• **ABOUT THIS EXERCISE**:
Filter the data for lines with the word "begin" and copy those lines.

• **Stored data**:
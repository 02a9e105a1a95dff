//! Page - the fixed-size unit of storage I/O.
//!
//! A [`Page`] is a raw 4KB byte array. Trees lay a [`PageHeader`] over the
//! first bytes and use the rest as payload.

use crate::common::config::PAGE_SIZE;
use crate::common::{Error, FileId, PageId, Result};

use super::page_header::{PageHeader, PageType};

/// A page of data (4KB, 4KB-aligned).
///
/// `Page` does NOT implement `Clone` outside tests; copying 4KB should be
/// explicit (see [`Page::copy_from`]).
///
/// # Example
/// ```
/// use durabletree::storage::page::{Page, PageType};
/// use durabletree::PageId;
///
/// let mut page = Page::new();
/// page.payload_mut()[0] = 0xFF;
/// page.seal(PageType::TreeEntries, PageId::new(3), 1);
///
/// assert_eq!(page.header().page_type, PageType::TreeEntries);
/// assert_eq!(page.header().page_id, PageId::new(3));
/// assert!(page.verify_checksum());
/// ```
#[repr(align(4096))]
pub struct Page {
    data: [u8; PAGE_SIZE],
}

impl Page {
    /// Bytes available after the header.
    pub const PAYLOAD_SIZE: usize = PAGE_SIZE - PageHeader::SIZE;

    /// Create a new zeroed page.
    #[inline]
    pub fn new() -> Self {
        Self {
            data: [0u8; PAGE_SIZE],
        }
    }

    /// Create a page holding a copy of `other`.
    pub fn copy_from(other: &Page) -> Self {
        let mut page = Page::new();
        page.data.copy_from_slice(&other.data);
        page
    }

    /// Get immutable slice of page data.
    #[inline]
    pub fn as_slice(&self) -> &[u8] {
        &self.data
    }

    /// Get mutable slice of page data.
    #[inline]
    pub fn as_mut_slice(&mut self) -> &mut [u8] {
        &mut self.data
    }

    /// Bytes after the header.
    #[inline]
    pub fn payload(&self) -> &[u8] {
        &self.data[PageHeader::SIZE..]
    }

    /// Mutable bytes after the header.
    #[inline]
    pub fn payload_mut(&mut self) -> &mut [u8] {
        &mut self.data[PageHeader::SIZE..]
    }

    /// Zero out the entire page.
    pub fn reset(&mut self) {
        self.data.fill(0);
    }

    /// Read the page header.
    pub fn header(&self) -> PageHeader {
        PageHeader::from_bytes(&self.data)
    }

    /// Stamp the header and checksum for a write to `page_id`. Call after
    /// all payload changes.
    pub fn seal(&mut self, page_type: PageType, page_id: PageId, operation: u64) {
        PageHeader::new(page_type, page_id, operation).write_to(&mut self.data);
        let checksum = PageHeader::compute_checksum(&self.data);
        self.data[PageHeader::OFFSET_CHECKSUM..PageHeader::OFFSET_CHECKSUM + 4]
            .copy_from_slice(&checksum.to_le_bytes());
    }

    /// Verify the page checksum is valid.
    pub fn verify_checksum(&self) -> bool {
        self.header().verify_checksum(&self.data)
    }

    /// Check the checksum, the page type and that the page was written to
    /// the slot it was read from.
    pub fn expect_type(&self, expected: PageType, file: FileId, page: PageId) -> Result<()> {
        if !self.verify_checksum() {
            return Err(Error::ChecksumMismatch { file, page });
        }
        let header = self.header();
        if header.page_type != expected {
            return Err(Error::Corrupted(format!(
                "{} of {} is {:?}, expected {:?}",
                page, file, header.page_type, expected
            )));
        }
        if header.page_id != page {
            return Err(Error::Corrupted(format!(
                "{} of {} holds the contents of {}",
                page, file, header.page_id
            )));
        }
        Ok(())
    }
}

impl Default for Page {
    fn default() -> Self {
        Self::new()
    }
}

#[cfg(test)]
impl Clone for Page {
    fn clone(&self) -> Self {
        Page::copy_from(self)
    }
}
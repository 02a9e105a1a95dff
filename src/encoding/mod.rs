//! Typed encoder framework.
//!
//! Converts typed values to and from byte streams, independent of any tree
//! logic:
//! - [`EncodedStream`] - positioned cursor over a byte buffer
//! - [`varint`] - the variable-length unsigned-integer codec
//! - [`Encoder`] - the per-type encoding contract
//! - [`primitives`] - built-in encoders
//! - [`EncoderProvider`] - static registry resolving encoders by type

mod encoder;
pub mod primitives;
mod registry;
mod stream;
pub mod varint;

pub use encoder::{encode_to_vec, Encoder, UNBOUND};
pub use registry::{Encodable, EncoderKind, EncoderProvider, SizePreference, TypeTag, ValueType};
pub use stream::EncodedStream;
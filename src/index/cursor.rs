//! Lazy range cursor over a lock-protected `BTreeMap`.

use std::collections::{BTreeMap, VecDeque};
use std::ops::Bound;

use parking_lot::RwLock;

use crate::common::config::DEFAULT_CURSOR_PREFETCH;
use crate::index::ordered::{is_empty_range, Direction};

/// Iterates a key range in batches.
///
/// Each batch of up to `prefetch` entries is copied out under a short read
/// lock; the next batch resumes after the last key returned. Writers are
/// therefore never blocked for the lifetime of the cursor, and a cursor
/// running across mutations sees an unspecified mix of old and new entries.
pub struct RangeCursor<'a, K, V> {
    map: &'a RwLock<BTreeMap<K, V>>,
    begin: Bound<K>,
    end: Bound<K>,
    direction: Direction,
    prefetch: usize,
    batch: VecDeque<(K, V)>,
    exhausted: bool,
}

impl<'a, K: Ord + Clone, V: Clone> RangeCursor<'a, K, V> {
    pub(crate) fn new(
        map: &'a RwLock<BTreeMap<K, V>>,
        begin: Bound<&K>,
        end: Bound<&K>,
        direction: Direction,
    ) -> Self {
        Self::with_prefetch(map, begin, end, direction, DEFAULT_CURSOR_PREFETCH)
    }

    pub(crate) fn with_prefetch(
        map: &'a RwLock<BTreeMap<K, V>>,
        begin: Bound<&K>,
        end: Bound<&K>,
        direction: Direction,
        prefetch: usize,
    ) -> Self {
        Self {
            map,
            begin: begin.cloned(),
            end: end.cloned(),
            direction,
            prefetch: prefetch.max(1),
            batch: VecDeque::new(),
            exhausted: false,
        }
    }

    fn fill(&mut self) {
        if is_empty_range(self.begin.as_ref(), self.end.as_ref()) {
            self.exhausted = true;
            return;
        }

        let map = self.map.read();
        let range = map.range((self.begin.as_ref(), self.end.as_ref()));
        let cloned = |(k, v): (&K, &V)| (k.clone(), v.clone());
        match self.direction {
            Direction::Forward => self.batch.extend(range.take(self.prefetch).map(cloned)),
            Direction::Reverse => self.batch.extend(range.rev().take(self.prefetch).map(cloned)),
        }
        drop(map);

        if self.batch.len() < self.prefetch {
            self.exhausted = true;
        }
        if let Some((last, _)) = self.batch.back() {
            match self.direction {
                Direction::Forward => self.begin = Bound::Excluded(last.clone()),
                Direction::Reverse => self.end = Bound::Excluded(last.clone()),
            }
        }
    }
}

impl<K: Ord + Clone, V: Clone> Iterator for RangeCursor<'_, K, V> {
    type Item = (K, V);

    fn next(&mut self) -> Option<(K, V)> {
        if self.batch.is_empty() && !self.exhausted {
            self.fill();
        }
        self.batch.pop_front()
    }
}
--
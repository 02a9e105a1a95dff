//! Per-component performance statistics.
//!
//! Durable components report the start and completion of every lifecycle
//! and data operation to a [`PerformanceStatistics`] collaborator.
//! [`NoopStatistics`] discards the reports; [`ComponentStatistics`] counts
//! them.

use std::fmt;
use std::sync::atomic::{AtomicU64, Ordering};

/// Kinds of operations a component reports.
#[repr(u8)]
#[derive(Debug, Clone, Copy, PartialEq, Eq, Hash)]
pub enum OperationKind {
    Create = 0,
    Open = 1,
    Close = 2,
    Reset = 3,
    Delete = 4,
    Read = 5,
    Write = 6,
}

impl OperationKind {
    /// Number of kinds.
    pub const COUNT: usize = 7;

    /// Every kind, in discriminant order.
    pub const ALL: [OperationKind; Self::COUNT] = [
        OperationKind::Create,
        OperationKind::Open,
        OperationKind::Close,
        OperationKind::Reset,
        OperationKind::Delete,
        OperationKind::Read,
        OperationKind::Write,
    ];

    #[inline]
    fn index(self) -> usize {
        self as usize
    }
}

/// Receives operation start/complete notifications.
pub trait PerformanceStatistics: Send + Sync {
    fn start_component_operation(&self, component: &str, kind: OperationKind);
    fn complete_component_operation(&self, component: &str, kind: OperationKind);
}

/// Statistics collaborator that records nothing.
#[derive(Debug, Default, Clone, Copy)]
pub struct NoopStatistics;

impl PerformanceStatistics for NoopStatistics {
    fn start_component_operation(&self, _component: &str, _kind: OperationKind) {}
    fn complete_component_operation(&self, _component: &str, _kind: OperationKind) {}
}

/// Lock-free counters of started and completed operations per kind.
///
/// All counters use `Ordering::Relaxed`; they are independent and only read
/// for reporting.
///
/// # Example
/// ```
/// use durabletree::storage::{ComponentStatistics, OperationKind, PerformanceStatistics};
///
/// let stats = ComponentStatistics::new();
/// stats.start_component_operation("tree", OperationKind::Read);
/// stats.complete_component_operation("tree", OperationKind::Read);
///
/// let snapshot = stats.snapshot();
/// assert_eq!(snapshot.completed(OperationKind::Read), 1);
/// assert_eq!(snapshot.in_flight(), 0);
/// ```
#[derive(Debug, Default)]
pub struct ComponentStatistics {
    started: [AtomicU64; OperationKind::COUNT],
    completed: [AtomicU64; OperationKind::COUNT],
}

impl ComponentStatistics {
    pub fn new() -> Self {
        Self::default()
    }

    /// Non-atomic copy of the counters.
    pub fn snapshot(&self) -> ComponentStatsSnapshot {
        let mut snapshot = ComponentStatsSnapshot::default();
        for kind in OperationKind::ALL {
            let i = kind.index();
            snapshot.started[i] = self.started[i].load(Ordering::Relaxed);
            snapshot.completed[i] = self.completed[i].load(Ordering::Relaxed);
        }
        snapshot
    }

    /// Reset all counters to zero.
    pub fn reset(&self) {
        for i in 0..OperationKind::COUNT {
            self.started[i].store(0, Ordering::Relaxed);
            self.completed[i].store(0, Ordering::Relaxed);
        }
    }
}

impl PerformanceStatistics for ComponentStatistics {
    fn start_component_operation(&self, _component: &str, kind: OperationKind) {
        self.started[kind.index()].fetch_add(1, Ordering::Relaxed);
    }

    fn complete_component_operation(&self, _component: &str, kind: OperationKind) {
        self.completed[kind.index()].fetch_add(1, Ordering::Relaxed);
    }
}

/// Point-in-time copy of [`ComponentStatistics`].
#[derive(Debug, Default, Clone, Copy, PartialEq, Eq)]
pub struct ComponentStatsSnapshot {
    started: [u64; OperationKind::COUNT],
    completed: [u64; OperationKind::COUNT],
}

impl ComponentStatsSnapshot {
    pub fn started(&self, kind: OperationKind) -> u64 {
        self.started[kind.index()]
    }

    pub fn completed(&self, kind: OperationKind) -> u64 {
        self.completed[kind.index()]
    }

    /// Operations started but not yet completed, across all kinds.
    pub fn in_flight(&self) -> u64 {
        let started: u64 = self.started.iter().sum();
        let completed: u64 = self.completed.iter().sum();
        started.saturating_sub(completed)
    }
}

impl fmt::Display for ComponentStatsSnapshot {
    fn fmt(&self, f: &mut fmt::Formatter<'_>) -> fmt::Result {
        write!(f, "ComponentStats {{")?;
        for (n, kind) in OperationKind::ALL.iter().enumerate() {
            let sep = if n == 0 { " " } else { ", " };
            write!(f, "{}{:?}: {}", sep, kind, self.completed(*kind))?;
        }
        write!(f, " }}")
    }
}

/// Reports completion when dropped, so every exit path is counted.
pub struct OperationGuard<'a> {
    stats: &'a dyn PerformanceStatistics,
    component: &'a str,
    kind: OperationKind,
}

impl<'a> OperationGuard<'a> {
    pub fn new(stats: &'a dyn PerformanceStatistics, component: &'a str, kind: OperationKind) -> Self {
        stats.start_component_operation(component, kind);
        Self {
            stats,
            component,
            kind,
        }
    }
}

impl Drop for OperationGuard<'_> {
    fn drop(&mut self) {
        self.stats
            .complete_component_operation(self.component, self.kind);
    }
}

• **RESPONSE**:
    begin: Bound<K>,
        begin: Bound<&K>,
        Self::with_prefetch(map, begin, end, direction, DEFAULT_CURSOR_PREFETCH)
        begin: Bound<&K>,
            begin: begin.cloned(),
        if is_empty_range(self.begin.as_ref(), self.end.as_ref()) {
        let range = map.range((self.begin.as_ref(), self.end.as_ref()));
                Direction::Forward => self.begin = Bound::Excluded(last.clone()),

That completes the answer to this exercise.